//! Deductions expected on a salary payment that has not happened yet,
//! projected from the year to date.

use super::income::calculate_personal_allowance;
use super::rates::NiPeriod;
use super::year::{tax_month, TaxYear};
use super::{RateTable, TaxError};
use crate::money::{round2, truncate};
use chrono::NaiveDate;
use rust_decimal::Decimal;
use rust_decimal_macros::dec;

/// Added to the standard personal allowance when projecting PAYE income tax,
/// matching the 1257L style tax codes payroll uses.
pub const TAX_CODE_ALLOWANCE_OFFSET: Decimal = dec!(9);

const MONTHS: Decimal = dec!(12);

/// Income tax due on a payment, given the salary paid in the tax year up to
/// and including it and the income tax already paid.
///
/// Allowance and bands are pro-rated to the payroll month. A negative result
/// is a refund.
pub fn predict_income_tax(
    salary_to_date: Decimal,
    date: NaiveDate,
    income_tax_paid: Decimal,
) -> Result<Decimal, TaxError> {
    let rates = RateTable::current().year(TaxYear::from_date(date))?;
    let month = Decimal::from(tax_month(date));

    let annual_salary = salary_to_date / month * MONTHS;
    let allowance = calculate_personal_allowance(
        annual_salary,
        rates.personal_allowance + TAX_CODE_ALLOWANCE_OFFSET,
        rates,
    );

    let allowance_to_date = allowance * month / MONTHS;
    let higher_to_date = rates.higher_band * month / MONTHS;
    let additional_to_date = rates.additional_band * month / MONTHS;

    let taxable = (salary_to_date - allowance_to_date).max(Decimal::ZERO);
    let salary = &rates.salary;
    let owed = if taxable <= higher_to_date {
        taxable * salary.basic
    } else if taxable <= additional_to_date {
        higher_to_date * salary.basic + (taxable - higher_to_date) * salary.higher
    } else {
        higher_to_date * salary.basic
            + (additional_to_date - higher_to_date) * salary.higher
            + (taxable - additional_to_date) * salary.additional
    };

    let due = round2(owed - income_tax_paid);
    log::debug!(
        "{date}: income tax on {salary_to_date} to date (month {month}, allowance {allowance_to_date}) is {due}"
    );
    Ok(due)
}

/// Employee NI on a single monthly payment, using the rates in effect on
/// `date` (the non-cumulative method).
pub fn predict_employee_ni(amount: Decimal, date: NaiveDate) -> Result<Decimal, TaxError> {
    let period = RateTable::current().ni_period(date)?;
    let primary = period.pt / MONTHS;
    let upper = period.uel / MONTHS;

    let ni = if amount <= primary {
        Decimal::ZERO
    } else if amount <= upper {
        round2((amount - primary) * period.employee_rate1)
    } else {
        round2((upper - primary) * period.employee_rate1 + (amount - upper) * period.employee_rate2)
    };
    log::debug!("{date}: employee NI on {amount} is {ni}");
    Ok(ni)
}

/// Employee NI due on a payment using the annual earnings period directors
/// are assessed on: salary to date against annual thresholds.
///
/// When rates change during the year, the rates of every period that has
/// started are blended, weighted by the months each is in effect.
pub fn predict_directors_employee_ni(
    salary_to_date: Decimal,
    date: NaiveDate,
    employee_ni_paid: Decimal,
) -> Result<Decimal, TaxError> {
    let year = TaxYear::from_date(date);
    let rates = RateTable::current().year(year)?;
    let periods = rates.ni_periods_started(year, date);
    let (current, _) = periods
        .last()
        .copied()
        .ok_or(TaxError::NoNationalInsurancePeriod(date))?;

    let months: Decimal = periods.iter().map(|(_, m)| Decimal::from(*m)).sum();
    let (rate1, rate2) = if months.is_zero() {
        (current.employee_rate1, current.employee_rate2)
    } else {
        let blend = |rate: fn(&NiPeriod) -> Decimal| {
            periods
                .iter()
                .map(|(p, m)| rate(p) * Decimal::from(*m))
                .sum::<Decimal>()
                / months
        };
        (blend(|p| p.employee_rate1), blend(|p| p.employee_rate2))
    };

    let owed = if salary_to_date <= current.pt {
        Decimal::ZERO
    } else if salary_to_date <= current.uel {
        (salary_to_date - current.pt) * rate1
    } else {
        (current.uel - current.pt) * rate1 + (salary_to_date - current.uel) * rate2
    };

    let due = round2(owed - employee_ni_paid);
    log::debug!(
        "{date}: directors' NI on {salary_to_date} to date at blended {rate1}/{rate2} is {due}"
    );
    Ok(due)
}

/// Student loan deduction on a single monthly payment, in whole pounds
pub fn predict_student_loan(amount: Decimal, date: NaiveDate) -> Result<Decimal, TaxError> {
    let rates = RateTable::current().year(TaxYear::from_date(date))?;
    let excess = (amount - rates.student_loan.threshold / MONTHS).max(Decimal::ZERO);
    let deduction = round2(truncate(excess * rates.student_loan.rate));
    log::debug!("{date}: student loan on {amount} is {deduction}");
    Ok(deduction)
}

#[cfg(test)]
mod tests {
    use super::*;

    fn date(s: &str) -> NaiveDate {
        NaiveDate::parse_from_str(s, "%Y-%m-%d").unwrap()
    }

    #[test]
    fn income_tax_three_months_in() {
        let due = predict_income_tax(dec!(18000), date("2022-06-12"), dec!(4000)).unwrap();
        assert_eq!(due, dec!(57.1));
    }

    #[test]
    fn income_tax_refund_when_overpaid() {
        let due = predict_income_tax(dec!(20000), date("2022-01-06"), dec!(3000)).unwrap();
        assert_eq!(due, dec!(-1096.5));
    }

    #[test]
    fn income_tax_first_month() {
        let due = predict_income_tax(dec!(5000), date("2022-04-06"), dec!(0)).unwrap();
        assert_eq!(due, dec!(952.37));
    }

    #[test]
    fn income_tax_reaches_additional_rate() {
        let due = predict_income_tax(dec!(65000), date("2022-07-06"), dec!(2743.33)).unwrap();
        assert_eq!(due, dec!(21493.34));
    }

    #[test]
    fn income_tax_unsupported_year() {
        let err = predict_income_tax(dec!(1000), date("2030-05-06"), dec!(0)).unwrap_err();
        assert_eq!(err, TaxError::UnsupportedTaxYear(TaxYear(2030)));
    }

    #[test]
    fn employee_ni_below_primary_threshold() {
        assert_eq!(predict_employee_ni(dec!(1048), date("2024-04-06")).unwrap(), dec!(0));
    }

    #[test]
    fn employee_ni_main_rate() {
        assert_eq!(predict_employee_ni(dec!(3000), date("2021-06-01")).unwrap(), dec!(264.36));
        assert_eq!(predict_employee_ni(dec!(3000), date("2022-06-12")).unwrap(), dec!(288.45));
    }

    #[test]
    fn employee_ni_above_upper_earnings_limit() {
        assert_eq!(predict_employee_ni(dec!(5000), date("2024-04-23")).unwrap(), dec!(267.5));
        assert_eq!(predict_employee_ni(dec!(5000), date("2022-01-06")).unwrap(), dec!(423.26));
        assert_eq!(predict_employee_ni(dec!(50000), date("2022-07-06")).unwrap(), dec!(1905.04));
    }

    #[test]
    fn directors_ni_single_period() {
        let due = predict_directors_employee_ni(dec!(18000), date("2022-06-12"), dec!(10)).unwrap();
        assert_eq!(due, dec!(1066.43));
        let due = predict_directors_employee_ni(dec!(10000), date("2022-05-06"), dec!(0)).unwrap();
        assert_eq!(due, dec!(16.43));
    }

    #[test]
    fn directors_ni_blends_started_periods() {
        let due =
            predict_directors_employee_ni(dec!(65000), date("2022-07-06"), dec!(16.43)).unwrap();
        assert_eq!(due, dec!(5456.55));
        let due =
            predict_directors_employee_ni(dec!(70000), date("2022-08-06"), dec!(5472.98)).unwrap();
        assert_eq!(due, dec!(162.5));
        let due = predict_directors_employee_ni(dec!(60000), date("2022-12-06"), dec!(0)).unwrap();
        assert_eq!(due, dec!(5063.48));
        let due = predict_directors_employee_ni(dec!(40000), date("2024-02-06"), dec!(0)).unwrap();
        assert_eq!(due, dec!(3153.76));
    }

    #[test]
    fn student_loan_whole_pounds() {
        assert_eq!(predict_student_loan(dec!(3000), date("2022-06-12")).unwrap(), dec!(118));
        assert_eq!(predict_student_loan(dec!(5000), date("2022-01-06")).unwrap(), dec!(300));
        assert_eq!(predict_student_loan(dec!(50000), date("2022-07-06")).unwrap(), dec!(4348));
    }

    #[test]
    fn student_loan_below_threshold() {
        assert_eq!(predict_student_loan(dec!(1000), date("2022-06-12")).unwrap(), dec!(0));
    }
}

= = = = =

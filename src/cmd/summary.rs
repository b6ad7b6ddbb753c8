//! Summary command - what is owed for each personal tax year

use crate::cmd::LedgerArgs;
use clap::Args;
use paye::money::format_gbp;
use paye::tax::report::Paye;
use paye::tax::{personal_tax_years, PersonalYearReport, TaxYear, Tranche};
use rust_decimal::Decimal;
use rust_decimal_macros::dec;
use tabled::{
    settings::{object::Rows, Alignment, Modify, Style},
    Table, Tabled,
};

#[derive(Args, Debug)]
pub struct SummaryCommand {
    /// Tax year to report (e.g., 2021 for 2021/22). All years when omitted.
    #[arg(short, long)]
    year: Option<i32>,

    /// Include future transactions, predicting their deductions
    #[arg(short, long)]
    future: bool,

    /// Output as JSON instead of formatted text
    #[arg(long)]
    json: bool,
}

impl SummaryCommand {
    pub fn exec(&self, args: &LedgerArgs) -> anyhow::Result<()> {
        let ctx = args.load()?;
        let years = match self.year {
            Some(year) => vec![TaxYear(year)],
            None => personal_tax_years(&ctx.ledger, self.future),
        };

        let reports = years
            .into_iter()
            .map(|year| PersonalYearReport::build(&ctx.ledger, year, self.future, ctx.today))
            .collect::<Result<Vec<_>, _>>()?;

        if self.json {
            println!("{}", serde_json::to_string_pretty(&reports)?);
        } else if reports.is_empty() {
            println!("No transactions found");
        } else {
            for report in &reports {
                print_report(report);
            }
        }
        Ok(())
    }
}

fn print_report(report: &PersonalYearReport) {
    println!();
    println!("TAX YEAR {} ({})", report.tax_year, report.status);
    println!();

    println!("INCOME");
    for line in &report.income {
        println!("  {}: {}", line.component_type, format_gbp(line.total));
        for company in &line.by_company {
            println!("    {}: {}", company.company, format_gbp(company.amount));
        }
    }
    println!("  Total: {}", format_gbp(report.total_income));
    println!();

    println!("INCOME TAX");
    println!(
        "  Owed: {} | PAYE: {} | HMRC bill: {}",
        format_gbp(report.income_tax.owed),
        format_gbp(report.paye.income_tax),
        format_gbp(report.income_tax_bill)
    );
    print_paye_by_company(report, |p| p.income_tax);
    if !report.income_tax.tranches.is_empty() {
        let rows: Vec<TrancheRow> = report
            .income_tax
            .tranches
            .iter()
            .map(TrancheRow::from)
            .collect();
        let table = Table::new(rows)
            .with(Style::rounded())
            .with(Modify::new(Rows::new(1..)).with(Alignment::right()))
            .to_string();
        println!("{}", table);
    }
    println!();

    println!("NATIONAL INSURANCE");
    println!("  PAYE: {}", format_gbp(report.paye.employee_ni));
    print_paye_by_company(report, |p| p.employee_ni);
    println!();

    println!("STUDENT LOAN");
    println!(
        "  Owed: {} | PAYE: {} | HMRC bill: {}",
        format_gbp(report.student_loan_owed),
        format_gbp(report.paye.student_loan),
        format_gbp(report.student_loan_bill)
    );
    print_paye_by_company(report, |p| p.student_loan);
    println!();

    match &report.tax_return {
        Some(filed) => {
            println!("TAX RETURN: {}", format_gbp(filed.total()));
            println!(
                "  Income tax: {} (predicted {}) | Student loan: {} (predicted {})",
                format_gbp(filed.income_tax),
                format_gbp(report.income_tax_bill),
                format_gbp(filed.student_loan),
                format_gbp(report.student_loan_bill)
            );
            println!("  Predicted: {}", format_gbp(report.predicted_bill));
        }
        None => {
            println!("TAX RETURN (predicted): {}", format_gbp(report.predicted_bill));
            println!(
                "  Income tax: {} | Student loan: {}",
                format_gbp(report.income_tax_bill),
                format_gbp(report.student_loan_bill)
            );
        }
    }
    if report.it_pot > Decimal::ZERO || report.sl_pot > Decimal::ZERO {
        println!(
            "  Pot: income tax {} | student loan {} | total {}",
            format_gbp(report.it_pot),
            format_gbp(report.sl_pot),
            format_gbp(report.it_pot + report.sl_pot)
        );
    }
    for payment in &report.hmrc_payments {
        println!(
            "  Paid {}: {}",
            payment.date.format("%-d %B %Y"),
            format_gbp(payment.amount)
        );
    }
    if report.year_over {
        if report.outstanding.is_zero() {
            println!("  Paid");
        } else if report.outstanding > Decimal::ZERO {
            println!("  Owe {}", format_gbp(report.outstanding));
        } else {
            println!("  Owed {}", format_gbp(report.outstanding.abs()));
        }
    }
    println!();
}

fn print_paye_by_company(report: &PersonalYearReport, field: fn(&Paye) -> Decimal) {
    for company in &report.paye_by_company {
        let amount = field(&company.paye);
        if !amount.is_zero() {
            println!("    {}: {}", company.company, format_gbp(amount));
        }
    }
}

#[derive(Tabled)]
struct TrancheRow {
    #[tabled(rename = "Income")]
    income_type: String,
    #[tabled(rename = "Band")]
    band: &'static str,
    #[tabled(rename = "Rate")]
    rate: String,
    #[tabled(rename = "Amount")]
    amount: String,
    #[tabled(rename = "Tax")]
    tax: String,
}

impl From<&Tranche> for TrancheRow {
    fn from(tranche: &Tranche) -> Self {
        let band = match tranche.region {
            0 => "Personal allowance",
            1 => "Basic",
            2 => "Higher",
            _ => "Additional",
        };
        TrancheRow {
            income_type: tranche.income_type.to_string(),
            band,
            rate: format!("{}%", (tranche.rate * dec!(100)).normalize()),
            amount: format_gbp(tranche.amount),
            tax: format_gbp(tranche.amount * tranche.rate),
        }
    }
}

= = = = =

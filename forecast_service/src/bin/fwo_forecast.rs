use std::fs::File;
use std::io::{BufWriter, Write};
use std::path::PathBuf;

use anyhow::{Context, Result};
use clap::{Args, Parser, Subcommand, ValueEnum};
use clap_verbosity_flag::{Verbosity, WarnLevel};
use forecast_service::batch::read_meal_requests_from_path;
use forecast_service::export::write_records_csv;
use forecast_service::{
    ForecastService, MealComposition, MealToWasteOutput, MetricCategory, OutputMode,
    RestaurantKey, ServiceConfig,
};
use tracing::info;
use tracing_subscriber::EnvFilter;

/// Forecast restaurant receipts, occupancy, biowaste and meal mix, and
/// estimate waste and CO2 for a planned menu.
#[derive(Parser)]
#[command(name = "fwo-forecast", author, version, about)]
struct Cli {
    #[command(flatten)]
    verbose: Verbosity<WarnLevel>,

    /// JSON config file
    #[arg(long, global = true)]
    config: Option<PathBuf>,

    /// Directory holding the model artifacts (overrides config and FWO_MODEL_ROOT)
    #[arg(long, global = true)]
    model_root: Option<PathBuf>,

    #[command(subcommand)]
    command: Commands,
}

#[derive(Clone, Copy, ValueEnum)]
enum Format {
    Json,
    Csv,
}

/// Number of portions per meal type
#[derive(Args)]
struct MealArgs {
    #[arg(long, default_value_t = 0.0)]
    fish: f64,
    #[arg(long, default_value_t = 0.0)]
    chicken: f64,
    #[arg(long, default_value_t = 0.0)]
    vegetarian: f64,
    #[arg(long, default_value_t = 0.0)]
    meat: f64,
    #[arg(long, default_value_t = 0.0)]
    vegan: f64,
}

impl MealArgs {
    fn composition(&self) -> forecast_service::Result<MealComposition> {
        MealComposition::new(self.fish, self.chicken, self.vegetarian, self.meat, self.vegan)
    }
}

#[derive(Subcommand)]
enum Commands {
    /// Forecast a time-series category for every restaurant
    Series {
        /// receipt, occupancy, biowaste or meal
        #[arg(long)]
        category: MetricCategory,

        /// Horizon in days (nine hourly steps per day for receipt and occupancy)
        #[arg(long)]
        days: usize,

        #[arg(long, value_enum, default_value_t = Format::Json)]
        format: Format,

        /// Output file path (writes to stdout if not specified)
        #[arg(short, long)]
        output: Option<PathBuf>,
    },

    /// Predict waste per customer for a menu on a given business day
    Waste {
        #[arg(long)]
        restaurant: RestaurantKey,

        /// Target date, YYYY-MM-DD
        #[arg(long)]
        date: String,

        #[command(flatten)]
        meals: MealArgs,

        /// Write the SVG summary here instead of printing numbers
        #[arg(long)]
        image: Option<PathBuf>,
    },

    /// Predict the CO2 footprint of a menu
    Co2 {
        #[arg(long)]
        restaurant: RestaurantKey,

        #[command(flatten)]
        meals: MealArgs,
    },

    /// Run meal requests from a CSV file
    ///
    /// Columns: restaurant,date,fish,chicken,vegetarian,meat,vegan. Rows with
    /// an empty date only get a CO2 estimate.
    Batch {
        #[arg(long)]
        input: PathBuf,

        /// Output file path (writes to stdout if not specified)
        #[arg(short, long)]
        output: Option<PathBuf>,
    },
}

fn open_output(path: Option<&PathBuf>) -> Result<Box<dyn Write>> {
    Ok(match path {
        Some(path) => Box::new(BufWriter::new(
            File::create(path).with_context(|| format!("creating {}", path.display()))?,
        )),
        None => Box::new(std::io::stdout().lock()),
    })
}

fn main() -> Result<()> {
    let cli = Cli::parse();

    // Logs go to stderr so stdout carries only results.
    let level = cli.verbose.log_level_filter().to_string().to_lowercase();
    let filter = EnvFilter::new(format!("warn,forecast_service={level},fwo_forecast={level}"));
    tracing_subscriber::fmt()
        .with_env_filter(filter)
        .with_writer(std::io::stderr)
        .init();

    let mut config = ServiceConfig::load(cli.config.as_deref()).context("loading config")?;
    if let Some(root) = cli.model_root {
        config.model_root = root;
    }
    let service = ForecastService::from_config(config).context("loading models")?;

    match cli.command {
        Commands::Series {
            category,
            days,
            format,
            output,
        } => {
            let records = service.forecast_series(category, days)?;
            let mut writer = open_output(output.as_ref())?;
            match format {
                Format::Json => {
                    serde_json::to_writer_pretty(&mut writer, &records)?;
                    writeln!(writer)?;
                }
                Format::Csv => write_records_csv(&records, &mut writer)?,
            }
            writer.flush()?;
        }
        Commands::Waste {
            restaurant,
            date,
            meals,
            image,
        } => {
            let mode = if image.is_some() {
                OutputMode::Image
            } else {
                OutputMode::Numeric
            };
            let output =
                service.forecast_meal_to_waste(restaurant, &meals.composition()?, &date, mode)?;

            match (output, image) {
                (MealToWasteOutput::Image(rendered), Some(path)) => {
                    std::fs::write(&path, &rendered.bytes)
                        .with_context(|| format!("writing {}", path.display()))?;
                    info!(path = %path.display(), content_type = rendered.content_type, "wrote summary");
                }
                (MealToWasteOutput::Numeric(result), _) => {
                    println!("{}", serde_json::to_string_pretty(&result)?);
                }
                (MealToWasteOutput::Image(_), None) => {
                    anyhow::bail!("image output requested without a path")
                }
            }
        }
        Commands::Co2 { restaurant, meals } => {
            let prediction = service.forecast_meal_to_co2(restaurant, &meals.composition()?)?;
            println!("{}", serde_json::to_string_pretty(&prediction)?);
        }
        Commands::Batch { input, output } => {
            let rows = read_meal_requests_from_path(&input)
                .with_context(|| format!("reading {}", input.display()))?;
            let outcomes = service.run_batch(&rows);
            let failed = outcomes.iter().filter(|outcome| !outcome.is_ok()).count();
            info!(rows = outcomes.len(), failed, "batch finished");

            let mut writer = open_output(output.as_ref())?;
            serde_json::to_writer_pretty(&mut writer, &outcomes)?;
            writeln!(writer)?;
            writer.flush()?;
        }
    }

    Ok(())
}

= = = = =

• Work item:
From the listing, copy every line where the string "Numeric" appears.

• Task answer:
                OutputMode::Numeric
                (MealToWasteOutput::Numeric(result), _) => {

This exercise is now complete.